Follow Datanami:
January 27, 2020

Google Advances Data Set Search Tool

via Shutterstock

A new, granular search engine released by Google Research indexes nearly 25 million web-based data sets, allowing users to filter searches based on data type, location and terms of usage.

Google (NASDAQ: GOOGL) said its Dataset Search tool just released from beta testing allows users to filter queries to track down text, images or tables. Other features include determining whether published data is free or for sale and specifics on where data resides. The tool also allows mobile access, and the company said it has upgraded data set descriptions to improve the quality of search results.
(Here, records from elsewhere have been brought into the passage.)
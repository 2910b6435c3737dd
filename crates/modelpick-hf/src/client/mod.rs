//! `HuggingFace` client for ranked listings and model metadata.

mod listing;
mod model_info;

use crate::config::HfClientConfig;
use crate::error::HfResult;
use crate::http::{HttpBackend, ReqwestBackend};
use crate::models::HfConfig;
use url::Url;

// ============================================================================
// Type Aliases
// ============================================================================

/// Default `HuggingFace` client using the reqwest HTTP backend.
pub type DefaultHfClient = HfClient<ReqwestBackend>;

// ============================================================================
// Client
// ============================================================================

/// Client for the `HuggingFace` Hub models API.
///
/// Generic over an HTTP backend so tests can inject a fake one. Use
/// `DefaultHfClient` in production code.
pub struct HfClient<B: HttpBackend> {
    pub(crate) backend: B,
    pub(crate) config: HfConfig,
}

impl DefaultHfClient {
    /// Create a new client with the given configuration.
    ///
    /// Fails when the base URL does not parse or the HTTP client cannot be
    /// built.
    pub fn new(config: &HfClientConfig) -> HfResult<Self> {
        let internal_config = Self::to_internal_config(config)?;
        let backend = ReqwestBackend::new(&internal_config)?;
        Ok(Self {
            backend,
            config: internal_config,
        })
    }

    fn to_internal_config(config: &HfClientConfig) -> HfResult<HfConfig> {
        Ok(HfConfig {
            base_url: Url::parse(&config.base_url)?,
            token: config.token.clone(),
            max_retries: config.max_retries,
            #[allow(clippy::cast_possible_truncation)] // Duration milliseconds won't exceed u64 in practice
            retry_base_delay_ms: config.retry_base_delay.as_millis() as u64,
            timeout_secs: config.timeout.as_secs(),
            user_agent: config.user_agent.clone(),
        })
    }
}

impl<B: HttpBackend> HfClient<B> {
    /// Create a new client with a custom backend.
    #[cfg(test)]
    pub(crate) const fn with_backend(config: HfConfig, backend: B) -> Self {
        Self { backend, config }
    }
}
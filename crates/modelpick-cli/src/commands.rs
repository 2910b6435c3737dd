//! Subcommand definitions.

use std::path::PathBuf;

use clap::{Args, Subcommand, ValueEnum};
use modelpick_core::SortKey;
use modelpick_core::settings::{
    DEFAULT_LIMIT, DEFAULT_MAX_SIZE_GB, DEFAULT_REGISTRY, DEFAULT_TASK, SelectionParams,
    VALIDATION_LIMIT, VALIDATION_MAX_SIZE_GB, ValidatorSettings,
};

#[derive(Debug, Subcommand)]
pub enum Commands {
    /// Select the top packaging-compatible models and print them as JSON
    Select(SelectArgs),

    /// Dry-run the packaging workflow against a selection, offline
    Validate(ValidateArgs),
}

/// Ranking criterion for the candidate listing.
#[derive(Debug, Clone, Copy, Default, PartialEq, Eq, ValueEnum)]
pub enum SortArg {
    #[default]
    Downloads,
    Likes,
    Trending,
}

impl From<SortArg> for SortKey {
    fn from(arg: SortArg) -> Self {
        match arg {
            SortArg::Downloads => Self::Downloads,
            SortArg::Likes => Self::Likes,
            SortArg::Trending => Self::Trending,
        }
    }
}

#[derive(Debug, Args)]
pub struct SelectArgs {
    /// Number of models to select
    #[arg(long, default_value_t = DEFAULT_LIMIT)]
    pub limit: u32,

    /// Maximum total weight size in GB
    #[arg(long = "max-size", default_value_t = DEFAULT_MAX_SIZE_GB)]
    pub max_size: f64,

    /// Sort candidates by this criterion (descending)
    #[arg(long = "sort-by", value_enum, default_value_t = SortArg::Downloads)]
    pub sort_by: SortArg,

    /// Pipeline tag to filter candidates by
    #[arg(long, default_value = DEFAULT_TASK)]
    pub task: String,

    /// Write the JSON here instead of stdout
    #[arg(short, long)]
    pub output: Option<PathBuf>,

    /// HuggingFace access token for gated repositories
    #[arg(long, env = "HF_TOKEN", hide_env_values = true)]
    pub token: Option<String>,

    /// Hub endpoint, e.g. a mirror
    #[arg(long = "hub-url", env = "HF_ENDPOINT")]
    pub hub_url: Option<String>,

    /// Extra architecture families to recognise, lowest priority
    #[arg(
        long = "family",
        env = "MODELPICK_EXTRA_FAMILIES",
        value_delimiter = ','
    )]
    pub families: Vec<String>,
}

impl SelectArgs {
    pub fn selection_params(&self) -> SelectionParams {
        SelectionParams::default()
            .with_limit(self.limit)
            .with_max_size_gb(self.max_size)
            .with_sort(self.sort_by.into())
            .with_task(self.task.as_str())
    }
}

#[derive(Debug, Args)]
pub struct ValidateArgs {
    /// Validate this selection file instead of running a fresh selection
    #[arg(short, long)]
    pub input: Option<PathBuf>,

    /// Limit for the fresh selection run
    #[arg(long, default_value_t = VALIDATION_LIMIT)]
    pub limit: u32,

    /// Size ceiling in GB for the fresh selection run
    #[arg(long = "max-size", default_value_t = VALIDATION_MAX_SIZE_GB)]
    pub max_size: f64,

    /// Registry prefix for simulated image references
    #[arg(long, env = "MODELPICK_REGISTRY", default_value = DEFAULT_REGISTRY)]
    pub registry: String,
}

impl ValidateArgs {
    pub fn settings(&self) -> ValidatorSettings {
        ValidatorSettings::default()
            .with_registry(self.registry.as_str())
            .with_selection(self.limit, self.max_size)
    }
}
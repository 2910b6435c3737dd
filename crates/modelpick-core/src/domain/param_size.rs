//! Parameter-count extraction from repository identifiers.

use regex::Regex;
use std::sync::LazyLock;

/// Patterns tried in priority order against the lower-cased id.
///
/// Group 1 is the number, group 2 the unit letter.
static PARAM_PATTERNS: LazyLock<[Regex; 2]> = LazyLock::new(|| {
    [
        // "7b-instruct", "0.5b", "125m": unit not followed by another word character
        Regex::new(r"(\d+(?:\.\d+)?)([bm])(?:[^a-z0-9]|$)").expect("valid param pattern"),
        // "llama-7bchat": billions right after a separator, but not "4bit"
        Regex::new(r"(?:^|[-_/])(\d+(?:\.\d+)?)(b)(?:[^i]|$)").expect("valid param pattern"),
    ]
});

/// Extract a parameter-count label such as `7B` or `0.5B` from a model id.
///
/// Only a number immediately followed by `B` or `M` counts. A bare version
/// number such as the `1.5` in `phi-1.5` yields `None` rather than a guess.
pub fn extract_param_size(model_id: &str) -> Option<String> {
    let lower = model_id.to_lowercase();

    PARAM_PATTERNS
        .iter()
        .find_map(|pattern| pattern.captures(&lower))
        .map(|caps| format!("{}{}", &caps[1], caps[2].to_uppercase()))
}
The search tool utilizes the Schema.org for structuring data on the Internet and web pages. The open-source framework was launched by Google, Microsoft (NASDAQ: MSFT), Yahoo and Yandex (NASDAQ: YNDX). The tool is designed to help data scientists and web developers describe data set properties. Most government agencies around the world describe and publish data using Schema.org, Google said.

Dataset Search provides “a snapshot of the data out there on the Web,” Natasha Noy, a Google Research scientist, noted in a blog post announcing the release.

The ability to scan tens of millions of indexed data sets has greatly increased access to open government data. For example, the U.S. government leads the world with more than 2 million free data sets. Tables are the most popular data format, with about 6 million available on Dataset Search.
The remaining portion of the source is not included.